May 1, 2019
Hiking is a great way to get exercise as well as explore the best sights and sounds of your community. From quick, easy hikes for the whole family to advanced hikes for an intense workout, read on for some of our favorites near each Mayo Clinic campus.
There are several popular hiking options and trail systems in each city Mayo Clinic calls home. The trail and park systems in the Rochester area are rich in beauty and local history; Jacksonville is home to the largest urban park system in the U.S.; and Phoenix was even named one of the best U.S. cities for hiking.
Hiking, biking, and walking around Rochester, Minnesota
The Rochester city trail system offers a convenient way to add physical activity into your daily routine, whether you take advantage of the many miles of paved trails to walk to work, or if you simply go for a short jog on your lunch break.
The Silver Lake trail is only a mile away from the Mayo Clinic campus, and has a little of something for everyone: hiking trails, playgrounds, sports fields, a pool, and a skate park. This trail system has full, mature trees and winds around Silver Lake where you'll find a spot to rent bikes, canoes, kayaks, and paddleboats.
Centrally located and connected to the city-wide trail system, Cascade Creek Trail is popular among runners and bikers. This trail is a 3.5-mile paved path which meets up with the 12.5-mile Douglas State Trail. The Douglas State Trail follows an abandoned railroad track through forest, rolling fields, and pastures.
Another local favorite for hiking is Quarry Hill Park. Quarry Hill offers eight miles of both paved and rugged terrain, perfect for a trail run or a relaxing stroll with the family. Located on the historic grounds of Rochester’s State Hospital and an old quarry mine, you can see remnants of the old hospital and the limestone quarry pits as you explore the trails, park, and nature center at Quarry Hill Park.
A short, 40-minute drive will take you to Whitewater State Park in Altura, Minnesota. If the 10 miles of rugged hiking in the park aren’t enough of an adventure, climb the 110-foot historic Elba Fire Tower to get even more of a thrill (the tower is just a few minutes from the park). The view is amazing!

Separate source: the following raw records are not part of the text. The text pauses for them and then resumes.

//! Central Configuration Constants
//!
//! Single source of truth for all configuration defaults.
//! Every default can be overridden by the matching `RISK_*` environment variable.

use std::path::PathBuf;

/// Whole-pipeline deadline per transaction (milliseconds)
pub const DEFAULT_DEADLINE_MS: u64 = 50;

/// Budget for one call to the ML scoring oracle (milliseconds)
pub const DEFAULT_MODEL_TIMEOUT_MS: u64 = 25;

/// Budget for one signal provider lookup (milliseconds)
pub const DEFAULT_SIGNAL_TIMEOUT_MS: u64 = 15;

/// Retries after the first failed velocity read
pub const DEFAULT_VELOCITY_RETRIES: u32 = 2;

/// Base backoff between velocity read attempts (milliseconds)
pub const DEFAULT_VELOCITY_BACKOFF_MS: u64 = 2;

/// Number of independently locked velocity shards
pub const DEFAULT_VELOCITY_SHARDS: usize = 16;

/// Bounded queue between the request path and the decision writer
pub const DEFAULT_RECORDER_QUEUE: usize = 4096;

/// Default ensemble blend (rule share)
pub const DEFAULT_RULE_WEIGHT: f64 = 0.6;

/// Default ensemble blend (model share)
pub const DEFAULT_MODEL_WEIGHT: f64 = 0.4;

/// Default score at or above which a transaction is declined
pub const DEFAULT_DECLINE_THRESHOLD: u32 = 70;

/// Default score at or above which a transaction goes to review
pub const DEFAULT_REVIEW_THRESHOLD: u32 = 50;

/// Name of the fallback policy used for unconfigured verticals
pub const DEFAULT_VERTICAL: &str = "default";

/// App version
pub const APP_VERSION: &str = env!("CARGO_PKG_VERSION");

/// App name
pub const APP_NAME: &str = "fraud-risk-core";

// ============================================================================
// Helper functions to read from env with fallback
// ============================================================================

fn env_parse<T: std::str::FromStr>(key: &str, default: T) -> T {
    std::env::var(key)
        .ok()
        .and_then(|s| s.trim().parse().ok())
        .unwrap_or(default)
}

fn env_opt(key: &str) -> Option<String> {
    std::env::var(key).ok().filter(|s| !s.trim().is_empty())
}

pub fn get_deadline_ms() -> u64 {
    env_parse("RISK_DEADLINE_MS", DEFAULT_DEADLINE_MS)
}

pub fn get_model_timeout_ms() -> u64 {
    env_parse("RISK_MODEL_TIMEOUT_MS", DEFAULT_MODEL_TIMEOUT_MS)
}

pub fn get_signal_timeout_ms() -> u64 {
    env_parse("RISK_SIGNAL_TIMEOUT_MS", DEFAULT_SIGNAL_TIMEOUT_MS)
}

pub fn get_velocity_retries() -> u32 {
    env_parse("RISK_VELOCITY_RETRIES", DEFAULT_VELOCITY_RETRIES)
}

pub fn get_velocity_backoff_ms() -> u64 {
    env_parse("RISK_VELOCITY_BACKOFF_MS", DEFAULT_VELOCITY_BACKOFF_MS)
}

pub fn get_velocity_shards() -> usize {
    env_parse("RISK_VELOCITY_SHARDS", DEFAULT_VELOCITY_SHARDS).max(1)
}

pub fn get_policy_file() -> Option<PathBuf> {
    env_opt("RISK_POLICY_FILE").map(PathBuf::from)
}

pub fn get_rules_file() -> Option<PathBuf> {
    env_opt("RISK_RULES_FILE").map(PathBuf::from)
}

/// Decision database path from environment, or the per-user data directory
pub fn get_db_path() -> PathBuf {
    env_opt("RISK_DB_PATH").map(PathBuf::from).unwrap_or_else(|| {
        dirs::data_local_dir()
            .unwrap_or_else(|| PathBuf::from("."))
            .join("fraud-risk")
            .join("decisions.db")
    })
}

pub fn get_model_url() -> Option<String> {
    env_opt("RISK_MODEL_URL")
}

/// Local ONNX model file (requires the `onnx` feature)
pub fn get_model_path() -> Option<PathBuf> {
    env_opt("RISK_MODEL_PATH").map(PathBuf::from)
}

pub fn get_device_signal_url() -> Option<String> {
    env_opt("RISK_DEVICE_SIGNAL_URL")
}

pub fn get_network_signal_url() -> Option<String> {
    env_opt("RISK_NETWORK_SIGNAL_URL")
}

pub fn get_identity_signal_url() -> Option<String> {
    env_opt("RISK_IDENTITY_SIGNAL_URL")
}

pub fn get_consortium_url() -> Option<String> {
    env_opt("RISK_CONSORTIUM_URL")
}

pub fn get_log_format() -> String {
    env_opt("RISK_LOG_FORMAT").unwrap_or_else(|| "pretty".to_string())
}

/// Check if config files should be watched for changes
pub fn is_config_watch_enabled() -> bool {
    std::env::var("RISK_WATCH_CONFIG")
        .map(|s| s.to_lowercase() != "false" && s != "0")
        .unwrap_or(true)
}
//! Amount rules

use crate::error::RuleError;
use crate::logic::context::{fields, TransactionContext};
use crate::logic::rules::types::{Rule, RuleCategory, RuleHit, RuleMeta, Severity};

use super::scaled_confidence;

/// Amounts at or above this are "large" across verticals
pub const LARGE_AMOUNT: f64 = 10_000.0;

pub fn rules() -> Vec<Rule> {
    vec![
        Rule::native(
            RuleMeta::new("LARGE_AMOUNT", "Large Transaction Amount", RuleCategory::Amount, Severity::Medium, 15)
                .describe("Amount of 10,000 or more"),
            large_amount,
        ),
        Rule::native(
            RuleMeta::new("AMOUNT_SPIKE_VS_AVERAGE", "Amount Far Above User Average", RuleCategory::Amount, Severity::High, 25)
                .describe("Amount at least 5x the user's 30-day average, with 3+ prior transactions"),
            amount_spike_vs_average,
        ),
        Rule::native(
            RuleMeta::new("ROUND_AMOUNT", "Round Amount", RuleCategory::Amount, Severity::Low, 5)
                .describe("Amount of 1,000 or more that is an exact multiple of 1,000"),
            round_amount,
        ),
        Rule::native(
            RuleMeta::new("MICRO_TRANSACTION_PROBING", "Card Testing Pattern", RuleCategory::Amount, Severity::Medium, 20)
                .describe("Amount under 2 after 3+ transactions in the last hour"),
            micro_transaction_probing,
        ),
        Rule::native(
            RuleMeta::new("JUST_BELOW_REPORTING_THRESHOLD", "Structuring Below Threshold", RuleCategory::Amount, Severity::Medium, 15)
                .describe("Amount between 9,000 and 10,000 (exclusive)")
                .for_verticals(&["crypto", "fintech", "lending"]),
            just_below_reporting_threshold,
        ),
    ]
}

fn amount(ctx: &TransactionContext) -> Result<Option<f64>, RuleError> {
    ctx.num(fields::AMOUNT)
}

fn large_amount(ctx: &TransactionContext) -> Result<Option<RuleHit>, RuleError> {
    let Some(amount) = amount(ctx)? else {
        return Ok(None);
    };
    if amount < LARGE_AMOUNT {
        return Ok(None);
    }
    Ok(Some(
        RuleHit::new(
            scaled_confidence(amount, LARGE_AMOUNT, 100_000.0, 0.5),
            format!("Amount {:.2} at or above {:.0}", amount, LARGE_AMOUNT),
        )
        .with_meta("amount", amount),
    ))
}

fn amount_spike_vs_average(ctx: &TransactionContext) -> Result<Option<RuleHit>, RuleError> {
    let (Some(amount), Some(avg)) = (amount(ctx)?, ctx.num(fields::USER_AVG_AMOUNT_30D)?) else {
        return Ok(None);
    };
    if ctx.count("user_count_30d")? < 3.0 || avg <= 0.0 {
        return Ok(None);
    }
    let ratio = amount / avg;
    if ratio < 5.0 {
        return Ok(None);
    }
    Ok(Some(
        RuleHit::new(
            scaled_confidence(ratio, 5.0, 20.0, 0.6),
            format!("Amount is {:.1}x the 30-day average of {:.2}", ratio, avg),
        )
        .with_meta("ratio", ratio)
        .with_meta("user_avg_amount_30d", avg),
    ))
}

fn round_amount(ctx: &TransactionContext) -> Result<Option<RuleHit>, RuleError> {
    let Some(amount) = amount(ctx)? else {
        return Ok(None);
    };
    if amount < 1_000.0 || amount % 1_000.0 != 0.0 {
        return Ok(None);
    }
    Ok(Some(RuleHit::new(0.4, format!("Round amount {:.0}", amount))))
}

fn micro_transaction_probing(ctx: &TransactionContext) -> Result<Option<RuleHit>, RuleError> {
    let Some(amount) = amount(ctx)? else {
        return Ok(None);
    };
    let recent = ctx.count("user_count_1h")?;
    if amount >= 2.0 || recent < 3.0 {
        return Ok(None);
    }
    Ok(Some(
        RuleHit::new(0.7, format!("Micro amount {:.2} after {} recent attempts", amount, recent))
            .with_meta("user_count_1h", recent),
    ))
}

fn just_below_reporting_threshold(ctx: &TransactionContext) -> Result<Option<RuleHit>, RuleError> {
    let Some(amount) = amount(ctx)? else {
        return Ok(None);
    };
    if !(9_000.0..LARGE_AMOUNT).contains(&amount) {
        return Ok(None);
    }
    Ok(Some(RuleHit::new(
        0.5,
        format!("Amount {:.2} just below the {:.0} reporting threshold", amount, LARGE_AMOUNT),
    )))
}
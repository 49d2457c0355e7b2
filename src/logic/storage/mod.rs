//! Storage Module - Decision & Outcome Persistence
//!
//! One record per transaction: full DecisionResult plus the context snapshot
//! it was scored from, so audits and feedback never re-derive velocity.
//!
//! ## Structure
//! - `types`: DecisionRecord, OutcomeRecord
//! - `store`: DecisionStore trait
//! - `memory`: In-memory store
//! - `sqlite`: SQLite store (rusqlite)
//! - `recorder`: Async best-effort writer

pub mod types;
pub mod store;
pub mod memory;
pub mod sqlite;
pub mod recorder;


pub use types::{DecisionRecord, OutcomeRecord};
pub use store::DecisionStore;
pub use memory::MemoryStore;
pub use sqlite::SqliteStore;
pub use recorder::{DecisionRecorder, RecorderStats};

Beachside hiking in Jacksonville, Florida
The Julington Durbin Preserve is a family favorite with stroller-friendly trails and free entry. Maintained by prescribed fire, you can find rare wildflowers that require fire or smoke to bloom. Wildlife is abundant in this urban park, and you may even be able to spot Manatees swimming in the creeks depending on the season.
Big Talbot Island State Park offers hiking along the shoreline, and biking and roller blading on the paved path. While you're there, be sure to check out the unique Boneyard Beach which features 30-foot bluffs and bleached, bone-like dead trees.
A half-hour drive to Atlantic Beach, Florida, will allow you to enjoy a more strenuous trail, the Z Trail in Hanna Park. Whether you choose to hike or bike, you’ll test your skills with quick climbs and descents, and an exciting, twisty trail.
Enjoy desert terrain at any skill level in Scottsdale/Phoenix, Arizona
Papago Park offers several easy trails the whole family can enjoy, including the popular Hole-in-the-Rock Trail. This short, natural trail wraps around a butte with a large hole eroded by the wind that offers a great view of the Phoenix metropolitan area.
The 30,000+ acre McDowell Sonoran Preserve in Scottsdale, Arizona, has more than 215 trails.
Don’t miss one of the more popular sites in the preserve, Tom’s Thumb, an interesting thumb-shaped rock formation. You have multiple options to reach Tom’s Thumb depending on if you want an easy hike or more of an adventure.
Take the Marcus Landslide if you’re looking to enjoy a short hike with the family, or the steep and rocky Lookout Viewpoint trail can be a fun, challenging, but extremely rewarding hike for more experienced hikers. However, if you’re looking for an adventure, Tom’s Thumb East End Loop will not disappoint. Whichever route you take, don’t forget to bring water – you won’t find any past the trail head!
The most challenging hike on our list, Superstition Ridgeline Trail, is only recommended for experienced hikers. Faced with a near-constant uphill climb, loose and crumbly rocks, and a steep descend at the end, this trail is not for the faint of heart and may take more than 10 hours to complete.
With so many trails to choose from, there is something for people of all ability levels to enjoy.
Have you hit the trails recently? Which one is your favorite?